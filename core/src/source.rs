//! Source-side controller for one drag gesture.
//!
//! `begin_drag` hands the transfer object to the host's modal drag loop and
//! blocks until the user drops or cancels. The loop re-enters this session
//! through the feedback and query-continue callbacks on the same thread;
//! starting a second drag from inside those callbacks is unsupported.

use std::cell::Cell;
use std::rc::{Rc, Weak};
use thiserror::Error;
use tracing::debug;

use crate::data_object::DataObject;
use crate::host::{ContinueDecision, DragHost, DropSource, FeedbackDisposition, HostError, HostWindow};
use crate::medium::Bitmap;
use crate::types::{DropEffect, KeyState, Point};

#[derive(Debug, Error)]
pub enum SessionError {
    #[error("a drag is already in progress for this session")]
    DragInProgress,

    #[error("the originating window is gone")]
    DetachedWindow,

    #[error("host error: {0}")]
    Host(#[from] HostError),
}

/// Passed to the feedback callback as the candidate operation changes.
pub struct FeedbackEvent {
    effect: DropEffect,
    use_default_cursors: bool,
}

impl FeedbackEvent {
    pub fn effect(&self) -> DropEffect {
        self.effect
    }

    pub fn use_default_cursors(&self) -> bool {
        self.use_default_cursors
    }

    /// Marks the cursor as application-managed so the host does not override
    /// it with its default drag cursors.
    pub fn set_custom_cursor(&mut self) {
        self.use_default_cursors = false;
    }
}

/// Passed to the query-continue callback. `cancel` and `drop` arrive with
/// their computed defaults and may be overridden before returning.
pub struct QueryContinueEvent {
    escape_pressed: bool,
    keys: KeyState,
    cancel: bool,
    drop: bool,
}

impl QueryContinueEvent {
    pub fn escape_pressed(&self) -> bool {
        self.escape_pressed
    }

    pub fn keys(&self) -> KeyState {
        self.keys
    }

    pub fn cancel(&self) -> bool {
        self.cancel
    }

    pub fn set_cancel(&mut self, cancel: bool) {
        self.cancel = cancel;
    }

    pub fn will_drop(&self) -> bool {
        self.drop
    }

    pub fn set_drop(&mut self, drop: bool) {
        self.drop = drop;
    }
}

type FeedbackHandler = Box<dyn FnMut(&mut FeedbackEvent)>;
type QueryContinueHandler = Box<dyn FnMut(&mut QueryContinueEvent)>;

/// One drag gesture: Idle until [`DragSession::begin_drag`], Dragging for
/// the duration of the host loop, then back to Idle with the terminal state
/// observed as the returned effect (`NONE` means cancelled).
pub struct DragSession {
    window: Weak<dyn HostWindow>,
    on_give_feedback: Option<FeedbackHandler>,
    on_query_continue: Option<QueryContinueHandler>,
    dragging: Cell<bool>,
}

impl DragSession {
    pub fn new(window: &Rc<dyn HostWindow>) -> Self {
        Self {
            window: Rc::downgrade(window),
            on_give_feedback: None,
            on_query_continue: None,
            dragging: Cell::new(false),
        }
    }

    pub fn on_give_feedback(&mut self, handler: impl FnMut(&mut FeedbackEvent) + 'static) {
        self.on_give_feedback = Some(Box::new(handler));
    }

    pub fn on_query_continue(&mut self, handler: impl FnMut(&mut QueryContinueEvent) + 'static) {
        self.on_query_continue = Some(Box::new(handler));
    }

    pub fn is_dragging(&self) -> bool {
        self.dragging.get()
    }

    /// Drives the host's modal drag loop with `data` and the allowed
    /// operations mask. Returns the operation the target performed, or
    /// [`DropEffect::NONE`] when the gesture was cancelled.
    ///
    /// With `image`, a drag cursor image is tracked for the duration of the
    /// loop and ended even on an early exit.
    pub fn begin_drag(
        &mut self,
        host: &dyn DragHost,
        data: Rc<DataObject>,
        allowed: DropEffect,
        image: Option<(Bitmap, Point)>,
    ) -> Result<DropEffect, SessionError> {
        if self.dragging.get() {
            debug_assert!(false, "begin_drag re-entered while a drag is in progress");
            return Err(SessionError::DragInProgress);
        }
        if self.window.upgrade().is_none() {
            debug_assert!(false, "drag started from a destroyed window");
            return Err(SessionError::DetachedWindow);
        }

        self.dragging.set(true);
        let result = self.drive(host, data, allowed, image);
        self.dragging.set(false);
        result
    }

    fn drive(
        &mut self,
        host: &dyn DragHost,
        data: Rc<DataObject>,
        allowed: DropEffect,
        image: Option<(Bitmap, Point)>,
    ) -> Result<DropEffect, SessionError> {
        let _image_guard = match image {
            Some((bitmap, hotspot)) => {
                host.begin_drag_image(&bitmap, hotspot)?;
                Some(ImageGuard { host })
            }
            None => None,
        };

        match host.do_drag(Rc::clone(&data), self, allowed) {
            Ok(effect) => Ok(effect),
            Err(HostError::Uninitialized) => {
                // One-time lazy initialization of the transport, then a
                // single retry. A second failure is a caller/environment
                // defect.
                debug!("drag transport uninitialized, initializing and retrying");
                host.ensure_init()?;
                match host.do_drag(data, self, allowed) {
                    Ok(effect) => Ok(effect),
                    Err(err) => {
                        debug_assert!(false, "drag transport failed after init: {err}");
                        Err(err.into())
                    }
                }
            }
            Err(err) => Err(err.into()),
        }
    }
}

impl DropSource for DragSession {
    fn query_continue(&mut self, escape_pressed: bool, keys: KeyState) -> ContinueDecision {
        let mut event = QueryContinueEvent {
            escape_pressed,
            keys,
            cancel: escape_pressed
                || keys.contains(KeyState::LEFT_BUTTON | KeyState::RIGHT_BUTTON),
            drop: !keys.any_button(),
        };
        if let Some(handler) = &mut self.on_query_continue {
            handler(&mut event);
        }

        if event.cancel {
            ContinueDecision::Cancel
        } else if event.drop {
            ContinueDecision::Drop
        } else {
            ContinueDecision::Continue
        }
    }

    fn give_feedback(&mut self, effect: DropEffect) -> FeedbackDisposition {
        let mut event = FeedbackEvent {
            effect,
            use_default_cursors: true,
        };
        if let Some(handler) = &mut self.on_give_feedback {
            handler(&mut event);
        }

        if event.use_default_cursors {
            FeedbackDisposition::DefaultCursors
        } else {
            FeedbackDisposition::CustomCursor
        }
    }
}

/// Ends the drag image when the drive call unwinds, drop or cancel alike.
struct ImageGuard<'a> {
    host: &'a dyn DragHost,
}

impl Drop for ImageGuard<'_> {
    fn drop(&mut self) {
        self.host.end_drag_image();
    }
}

#[cfg(test)]
mod tests {
    use super::*;
    use crate::host::WindowHandle;

    struct FixedWindow;

    impl HostWindow for FixedWindow {
        fn handle(&self) -> WindowHandle {
            WindowHandle(1)
        }

        fn screen_to_client(&self, point: Point) -> Point {
            point
        }
    }

    fn session() -> (DragSession, Rc<dyn HostWindow>) {
        let window: Rc<dyn HostWindow> = Rc::new(FixedWindow);
        (DragSession::new(&window), window)
    }

    #[test]
    fn test_query_continue_defaults() {
        let (mut session, _window) = session();

        // No buttons held: drop.
        assert_eq!(
            session.query_continue(false, KeyState::empty()),
            ContinueDecision::Drop
        );
        // Primary button held: continue.
        assert_eq!(
            session.query_continue(false, KeyState::LEFT_BUTTON),
            ContinueDecision::Continue
        );
        // Escape: cancel.
        assert_eq!(
            session.query_continue(true, KeyState::LEFT_BUTTON),
            ContinueDecision::Cancel
        );
        // Both primary and secondary buttons: cancel.
        assert_eq!(
            session.query_continue(false, KeyState::LEFT_BUTTON | KeyState::RIGHT_BUTTON),
            ContinueDecision::Cancel
        );
    }

    #[test]
    fn test_query_continue_override() {
        let (mut session, _window) = session();
        session.on_query_continue(|event| {
            event.set_drop(false);
            event.set_cancel(true);
        });

        assert_eq!(
            session.query_continue(false, KeyState::empty()),
            ContinueDecision::Cancel
        );
    }

    #[test]
    fn test_custom_cursor_clears_default_flag() {
        let (mut session, _window) = session();
        assert_eq!(
            session.give_feedback(DropEffect::COPY),
            FeedbackDisposition::DefaultCursors
        );

        session.on_give_feedback(|event| {
            assert_eq!(event.effect(), DropEffect::MOVE);
            event.set_custom_cursor();
        });
        assert_eq!(
            session.give_feedback(DropEffect::MOVE),
            FeedbackDisposition::CustomCursor
        );
    }
}
use std::path::PathBuf;
use std::rc::Rc;

use haul_core::{
    Bitmap, ByteStream, DataError, DataObject, FormatDescriptor, FormatTag, MemoryStream,
    StorageMedium, TransferData, TransportKind,
};

fn utf16le(text: &str) -> Vec<u8> {
    text.encode_utf16().flat_map(u16::to_le_bytes).collect()
}

/// Verify text extraction round-trips through the unicode memory transport.
#[test]
fn test_get_text_from_memory() {
    let data = DataObject::new();
    data.set_text("héllo wörld").unwrap();
    assert_eq!(data.get_text().unwrap().as_deref(), Some("héllo wörld"));
}

/// Verify the wide transport is preferred when both text entries exist.
#[test]
fn test_get_text_prefers_unicode() {
    let data = DataObject::new();
    data.set_data(
        FormatDescriptor::stored(FormatTag::Text, TransportKind::Memory),
        StorageMedium::memory(b"narrow".to_vec()),
    )
    .unwrap();
    data.set_text("wide").unwrap();

    assert_eq!(data.get_text().unwrap().as_deref(), Some("wide"));
}

/// Verify the narrow fallback applies when the wide transport is absent.
#[test]
fn test_get_text_narrow_fallback() {
    let data = DataObject::new();
    data.set_data(
        FormatDescriptor::stored(FormatTag::Text, TransportKind::Memory),
        StorageMedium::memory(b"narrow only".to_vec()),
    )
    .unwrap();

    assert_eq!(data.get_text().unwrap().as_deref(), Some("narrow only"));
}

/// Verify the in-place memory block is preferred even when a stream entry
/// for the same tag was stored first, and that the stream is left undrained.
#[test]
fn test_memory_block_preferred_over_earlier_stream() {
    let data = DataObject::new();
    let handle = MemoryStream::new(utf16le("from stream")).into_handle();
    data.set_data(
        FormatDescriptor::stored(FormatTag::UnicodeText, TransportKind::Stream),
        StorageMedium::stream(Rc::clone(&handle)),
    )
    .unwrap();
    data.set_data(
        FormatDescriptor::stored(FormatTag::UnicodeText, TransportKind::Memory),
        StorageMedium::memory(utf16le("from memory")),
    )
    .unwrap();

    assert_eq!(data.get_text().unwrap().as_deref(), Some("from memory"));
    assert_eq!(handle.borrow().len(), utf16le("from stream").len() as u64);
}

/// Verify a stream-backed text entry is materialized by reading to
/// completion before decoding.
#[test]
fn test_get_text_materializes_stream() {
    let data = DataObject::new();
    data.set_data(
        FormatDescriptor::stored(FormatTag::UnicodeText, TransportKind::Stream),
        StorageMedium::stream(MemoryStream::new(utf16le("streamed")).into_handle()),
    )
    .unwrap();

    assert_eq!(data.get_text().unwrap().as_deref(), Some("streamed"));
}

/// Verify an absent text format is `None`, not an error.
#[test]
fn test_get_text_absent_is_none() {
    let data = DataObject::new();
    assert_eq!(data.get_text().unwrap(), None);
}

/// Verify zero-length stream content extracts as empty data rather than an
/// error; emptiness and allocation failure are distinguishable outcomes.
#[test]
fn test_zero_length_stream_is_empty_success() {
    let data = DataObject::new();
    data.set_data(
        FormatDescriptor::stored(FormatTag::FileList, TransportKind::Stream),
        StorageMedium::stream(MemoryStream::new(Vec::new()).into_handle()),
    )
    .unwrap();

    assert_eq!(data.get_file_list().unwrap(), Some(Vec::new()));
}

/// Verify the file list round-trips through the memory transport.
#[test]
fn test_file_list_round_trip() {
    let paths = vec![PathBuf::from("/tmp/report.pdf"), PathBuf::from("/tmp/img.png")];
    let data = DataObject::new();
    data.set_file_list(&paths).unwrap();

    assert_eq!(data.get_file_list().unwrap(), Some(paths));
}

/// Verify a stream-backed file list is materialized before parsing.
#[test]
fn test_file_list_from_stream() {
    let inner = DataObject::new();
    inner
        .set_file_list(&[PathBuf::from("/srv/data.bin")])
        .unwrap();
    let encoded = inner
        .get_data(&FormatDescriptor::stored(FormatTag::FileList, TransportKind::Memory))
        .unwrap();

    let data = DataObject::new();
    data.set_data(
        FormatDescriptor::stored(FormatTag::FileList, TransportKind::Stream),
        StorageMedium::stream(
            MemoryStream::new(encoded.memory_bytes().unwrap().to_vec()).into_handle(),
        ),
    )
    .unwrap();

    assert_eq!(
        data.get_file_list().unwrap(),
        Some(vec![PathBuf::from("/srv/data.bin")])
    );
}

/// Verify bitmap extraction duplicates the stored handle.
#[test]
fn test_get_bitmap_duplicates_handle() {
    let bitmap = Bitmap::new(2, 2, vec![5; 16]);
    let data = DataObject::new();
    data.set_bitmap(bitmap.clone()).unwrap();

    let extracted = data.get_bitmap().unwrap().unwrap();
    assert_eq!(extracted, bitmap);
    // The stored entry remains retrievable afterwards.
    assert_eq!(data.get_bitmap().unwrap(), Some(bitmap));
}

/// Verify a memory-transport bitmap in wire encoding decodes on extraction.
#[test]
fn test_get_bitmap_from_wire_memory() {
    let bitmap = Bitmap::new(1, 2, vec![3; 8]);
    let data = DataObject::new();
    data.set_data(
        FormatDescriptor::stored(FormatTag::Bitmap, TransportKind::Memory),
        StorageMedium::memory(bitmap.to_wire()),
    )
    .unwrap();

    assert_eq!(data.get_bitmap().unwrap(), Some(bitmap));
}

/// Verify a malformed bitmap payload is an error, not silently empty.
#[test]
fn test_get_bitmap_malformed_payload() {
    let data = DataObject::new();
    data.set_data(
        FormatDescriptor::stored(FormatTag::Bitmap, TransportKind::Memory),
        StorageMedium::memory(vec![1, 2, 3]),
    )
    .unwrap();

    assert!(matches!(
        data.get_bitmap(),
        Err(DataError::Malformed(FormatTag::Bitmap))
    ));
}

****

Task statement
Your answer should consist of each line above in which "only" appears.

Final answer
        StorageMedium::memory(b"narrow only".to_vec()),
    assert_eq!(data.get_text().unwrap().as_deref(), Some("narrow only"));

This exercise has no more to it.